P. P. Arnold version
American expatriate singer P. P. Arnold had the first hit with the song, reaching No. 18 on the UK Singles Chart with her version in May 1967, well ahead of the song appearing on Stevens' album. The Arnold hit featured an up-tempo, soulful vocal set against harpsichord, horns, and strings.

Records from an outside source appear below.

//! Text helpers shared by capability implementations.

/// Returns lines `start..end` of `contents` joined by `\n`.
///
/// Both bounds are clamped to the line count and `end` never precedes
/// `start`, so out-of-range requests yield a shorter or empty result.
#[must_use]
pub fn read_range(contents: &str, start: usize, end: usize) -> String {
    let lines: Vec<&str> = contents.lines().collect();
    let start = start.min(lines.len());
    let end = end.clamp(start, lines.len());
    lines.get(start..end).unwrap_or_default().join("\n")
}

/// Derives `owner/name` from a git remote URL.
///
/// Handles HTTPS and scp-style SSH remotes and strips a trailing `.git`.
/// Returns `None` for an empty remote.
#[must_use]
pub fn repo_name_from_remote(remote: &str) -> Option<String> {
    let trimmed = remote.trim();
    let trimmed = trimmed.strip_suffix(".git").unwrap_or(trimmed);
    let trimmed = trimmed.trim_end_matches('/');
    if trimmed.is_empty() {
        return None;
    }

    let mut segments = trimmed.rsplit(['/', ':']).filter(|segment| !segment.is_empty());
    let name = segments.next()?;
    match segments.next() {
        Some(owner) => Some(format!("{owner}/{name}")),
        None => Some(name.to_owned()),
    }
}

It also appeared in the 2012 feature film Seven Psychopaths.

Norma Fraser version
Jamaican singer Norma Fraser covered the song in 1967 on a Studio One recording released as the A side of the Coxsone label 45 rpm disc CS 7017. Fraser's version was subsequently released on various Studio One compilation LPs and CDs.

Keith Hampshire version
Keith Hampshire had the first chart-topping hit of the song when his recording of it became a number-one hit in Canada in 1973, reaching the top of the RPM 100 national singles chart on 12 May of that year. It also topped the Canadian Adult Contemporary chart and charted in the United States, albeit outside the top 40.

Charts

Weekly charts

Year-end charts

Rod Stewart version

Stewart recorded the song at Muscle Shoals Sound Studio in Sheffield, Alabama, United States, and it appeared on his 1976 album A Night on the Town. It was released as a double A-side single with "I Don't Want to Talk About It". It was a huge success, and spent four weeks at No. 1 on the UK Singles Chart in May 1977, No. 11 in April in Canada, and also reached No. 21 on the Billboard Hot 100 in the U.S. In a departure from the original, Stewart excludes the concluding "But when it comes to being loved, she's first" from the refrain. In 1993, he recorded a live version during a session of MTV Unplugged. This was included on the album Unplugged...and Seated.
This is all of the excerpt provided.